TRY IT:
The data is to be transcribed in full, with nothing missed.

[Stored entries]
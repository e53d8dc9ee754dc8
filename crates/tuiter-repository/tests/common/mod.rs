//! Common test infrastructure for document-store integration tests.

use bson::{doc, oid::ObjectId};
use std::sync::Arc;
use testcontainers::{runners::AsyncRunner, ContainerAsync};
use testcontainers_modules::mongo::Mongo;
use tuiter_config::DatabaseConfig;
use tuiter_core::UserId;
use tuiter_repository::MongoStore;

/// Test store container wrapper.
///
/// Manages a MongoDB testcontainer lifecycle and provides a connected
/// store plus a raw database handle for seeding.
pub struct TestStore {
    _container: ContainerAsync<Mongo>,
    store: Arc<MongoStore>,
    database: mongodb::Database,
}

impl TestStore {
    /// Creates a new test store with a fresh MongoDB container.
    pub async fn new() -> Self {
        let container = Mongo::default()
            .start()
            .await
            .expect("Failed to start MongoDB container");

        let port = container
            .get_host_port_ipv4(27017)
            .await
            .expect("Failed to get MongoDB port");

        let url = format!("mongodb://127.0.0.1:{}", port);

        // Wait for the server to answer pings before handing it out
        let client = Self::connect_with_retry(&url, 30).await;
        let database = client.database("tuiter_test");

        let config = DatabaseConfig {
            url,
            database: "tuiter_test".to_string(),
            min_pool_size: 1,
            max_pool_size: 5,
            connect_timeout_secs: 30,
        };
        let store = MongoStore::connect(&config)
            .await
            .expect("Failed to connect store");

        Self {
            _container: container,
            store: Arc::new(store),
            database,
        }
    }

    /// Returns a handle to the connected store.
    pub fn store(&self) -> Arc<MongoStore> {
        Arc::clone(&self.store)
    }

    /// Seeds a user document for the expansion join to find.
    pub async fn seed_user(&self, username: &str) -> UserId {
        let id = ObjectId::new();
        self.database
            .collection::<bson::Document>("users")
            .insert_one(doc! {
                "_id": id,
                "username": username,
                "email": format!("{}@tuiter.com", username),
            })
            .await
            .expect("Failed to seed user");

        UserId::from_object_id(id)
    }

    /// Connects to the database with retry logic.
    async fn connect_with_retry(url: &str, max_attempts: u32) -> mongodb::Client {
        let client = mongodb::Client::with_uri_str(url)
            .await
            .expect("Invalid MongoDB URL");

        let mut attempts = 0;
        loop {
            attempts += 1;
            match client.database("admin").run_command(doc! { "ping": 1 }).await {
                Ok(_) => return client,
                Err(e) => {
                    if attempts >= max_attempts {
                        panic!(
                            "Failed to connect to MongoDB after {} attempts: {}",
                            max_attempts, e
                        );
                    }
                    tokio::time::sleep(std::time::Duration::from_secs(1)).await;
                }
            }
        }
    }
}
//! HTTP middleware.

mod logging;

pub use logging::*;
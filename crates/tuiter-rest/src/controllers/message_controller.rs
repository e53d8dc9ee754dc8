//! Messages resource controller.
//!
//! Routes are registered relative to the `/api/users/:uid` prefix, so
//! the full surface is:
//! - `POST   /api/users/:uid/messages/:other_uid`
//! - `GET    /api/users/:uid/messages/sent`
//! - `GET    /api/users/:uid/messages/received`
//! - `DELETE /api/users/:uid/unsend/:other_uid`

use crate::{
    controllers::parse_user_id,
    responses::{created, ok, ApiResponse, ApiResult, AppError},
    state::AppState,
};
use axum::{
    extract::{Path, State},
    http::StatusCode,
    routing::{delete, get, post},
    Json, Router,
};
use tracing::debug;
use tuiter_core::{DeleteOutcome, Message, NewMessage};

/// Creates the messages router.
pub fn router() -> Router<AppState> {
    Router::new()
        .route("/messages/sent", get(find_all_messages_sent))
        .route("/messages/received", get(find_all_messages_received))
        .route("/messages/:other_uid", post(send_message))
        .route("/unsend/:other_uid", delete(delete_message))
}

/// Send a message from the path user to the other user. The path
/// identifiers override any sender/receiver fields in the body.
async fn send_message(
    State(state): State<AppState>,
    Path((uid, other_uid)): Path<(String, String)>,
    Json(body): Json<NewMessage>,
) -> Result<(StatusCode, Json<ApiResponse<Message>>), AppError> {
    debug!("Send message request: {} -> {}", uid, other_uid);

    let sender = parse_user_id(&uid)?;
    let receiver = parse_user_id(&other_uid)?;

    let message = state
        .message_dao
        .send_message(sender, receiver, body)
        .await?;
    Ok(created(message))
}

/// Delete a message between the pair. Reports zero deletions when no
/// message matched; with several matches one is removed arbitrarily.
async fn delete_message(
    State(state): State<AppState>,
    Path((uid, other_uid)): Path<(String, String)>,
) -> ApiResult<DeleteOutcome> {
    debug!("Delete message request: {} -> {}", uid, other_uid);

    let sender = parse_user_id(&uid)?;
    let receiver = parse_user_id(&other_uid)?;

    let outcome = state.message_dao.delete_message(sender, receiver).await?;
    ok(outcome)
}

/// List messages sent by the path user, receiver expanded.
async fn find_all_messages_sent(
    State(state): State<AppState>,
    Path(uid): Path<String>,
) -> ApiResult<Vec<Message>> {
    debug!("List sent messages request: {}", uid);

    let uid = parse_user_id(&uid)?;

    let messages = state.message_dao.find_all_messages_sent(uid).await?;
    ok(messages)
}

/// List messages received by the path user, sender expanded.
async fn find_all_messages_received(
    State(state): State<AppState>,
    Path(uid): Path<String>,
) -> ApiResult<Vec<Message>> {
    debug!("List received messages request: {}", uid);

    let uid = parse_user_id(&uid)?;

    let messages = state.message_dao.find_all_messages_received(uid).await?;
    ok(messages)
}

OUTPUT OF THE TASK:
repository e53d8dc9ee754dc8
filename crates/tuiter-repository/tests/common/mod.rs
//! Common test infrastructure for document-store integration tests.

use bson::{doc, oid::ObjectId};
use std::sync::Arc;
use testcontainers::{runners::AsyncRunner, ContainerAsync};
use testcontainers_modules::mongo::Mongo;
use tuiter_config::DatabaseConfig;
use tuiter_core::UserId;
use tuiter_repository::MongoStore;

/// Test store container wrapper.
///
/// Manages a MongoDB testcontainer lifecycle and provides a connected
/// store plus a raw database handle for seeding.
pub struct TestStore {
    _container: ContainerAsync<Mongo>,
    store: Arc<MongoStore>,
    database: mongodb::Database,
}

impl TestStore {
    /// Creates a new test store with a fresh MongoDB container.
    pub async fn new() -> Self {
        let container = Mongo::default()
            .start()
            .await
            .expect("Failed to start MongoDB container");

        let port = container
            .get_host_port_ipv4(27017)
            .await
            .expect("Failed to get MongoDB port");

        let url = format!("mongodb://127.0.0.1:{}", port);

        // Wait for the server to answer pings before handing it out
        let client = Self::connect_with_retry(&url, 30).await;
        let database = client.database("tuiter_test");

        let config = DatabaseConfig {
            url,
            database: "tuiter_test".to_string(),
            min_pool_size: 1,
            max_pool_size: 5,
            connect_timeout_secs: 30,
        };
        let store = MongoStore::connect(&config)
            .await
            .expect("Failed to connect store");

        Self {
            _container: container,
            store: Arc::new(store),
            database,
        }
    }

    /// Returns a handle to the connected store.
    pub fn store(&self) -> Arc<MongoStore> {
        Arc::clone(&self.store)
    }

    /// Seeds a user document for the expansion join to find.
    pub async fn seed_user(&self, username: &str) -> UserId {
        let id = ObjectId::new();
        self.database
            .collection::<bson::Document>("users")
            .insert_one(doc! {
                "_id": id,
                "username": username,
                "email": format!("{}@tuiter.com", username),
            })
            .await
            .expect("Failed to seed user");

        UserId::from_object_id(id)
    }

    /// Connects to the database with retry logic.
    async fn connect_with_retry(url: &str, max_attempts: u32) -> mongodb::Client {
        let client = mongodb::Client::with_uri_str(url)
            .await
            .expect("Invalid MongoDB URL");

        let mut attempts = 0;
        loop {
            attempts += 1;
            match client.database("admin").run_command(doc! { "ping": 1 }).await {
                Ok(_) => return client,
                Err(e) => {
                    if attempts >= max_attempts {
                        panic!(
                            "Failed to connect to MongoDB after {} attempts: {}",
                            max_attempts, e
                        );
                    }
                    tokio::time::sleep(std::time::Duration::from_secs(1)).await;
                }
            }
        }
    }
}
//! HTTP middleware.

mod logging;

pub use logging::*;
filename crates/tuiter-rest/src/controllers/message_controller.rs
repository e53d8dc9ee754dc8
//! Messages resource controller.
//!
//! Routes are registered relative to the `/api/users/:uid` prefix, so
//! the full surface is:
//! - `POST   /api/users/:uid/messages/:other_uid`
//! - `GET    /api/users/:uid/messages/sent`
//! - `GET    /api/users/:uid/messages/received`
//! - `DELETE /api/users/:uid/unsend/:other_uid`

use crate::{
    controllers::parse_user_id,
    responses::{created, ok, ApiResponse, ApiResult, AppError},
    state::AppState,
};
use axum::{
    extract::{Path, State},
    http::StatusCode,
    routing::{delete, get, post},
    Json, Router,
};
use tracing::debug;
use tuiter_core::{DeleteOutcome, Message, NewMessage};

/// Creates the messages router.
pub fn router() -> Router<AppState> {
    Router::new()
        .route("/messages/sent", get(find_all_messages_sent))
        .route("/messages/received", get(find_all_messages_received))
        .route("/messages/:other_uid", post(send_message))
        .route("/unsend/:other_uid", delete(delete_message))
}

/// Send a message from the path user to the other user. The path
/// identifiers override any sender/receiver fields in the body.
async fn send_message(
    State(state): State<AppState>,
    Path((uid, other_uid)): Path<(String, String)>,
    Json(body): Json<NewMessage>,
) -> Result<(StatusCode, Json<ApiResponse<Message>>), AppError> {
    debug!("Send message request: {} -> {}", uid, other_uid);

    let sender = parse_user_id(&uid)?;
    let receiver = parse_user_id(&other_uid)?;

    let message = state
        .message_dao
        .send_message(sender, receiver, body)
        .await?;
    Ok(created(message))
}

/// Delete a message between the pair. Reports zero deletions when no
/// message matched; with several matches one is removed arbitrarily.
async fn delete_message(
    State(state): State<AppState>,
    Path((uid, other_uid)): Path<(String, String)>,
) -> ApiResult<DeleteOutcome> {
    debug!("Delete message request: {} -> {}", uid, other_uid);

    let sender = parse_user_id(&uid)?;
    let receiver = parse_user_id(&other_uid)?;

    let outcome = state.message_dao.delete_message(sender, receiver).await?;
    ok(outcome)
}

/// List messages sent by the path user, receiver expanded.
async fn find_all_messages_sent(
    State(state): State<AppState>,
    Path(uid): Path<String>,
) -> ApiResult<Vec<Message>> {
    debug!("List sent messages request: {}", uid);

    let uid = parse_user_id(&uid)?;

    let messages = state.message_dao.find_all_messages_sent(uid).await?;
    ok(messages)
}

/// List messages received by the path user, sender expanded.
async fn find_all_messages_received(
    State(state): State<AppState>,
    Path(uid): Path<String>,
) -> ApiResult<Vec<Message>> {
    debug!("List received messages request: {}", uid);

    let uid = parse_user_id(&uid)?;

    let messages = state.message_dao.find_all_messages_received(uid).await?;
    ok(messages)
}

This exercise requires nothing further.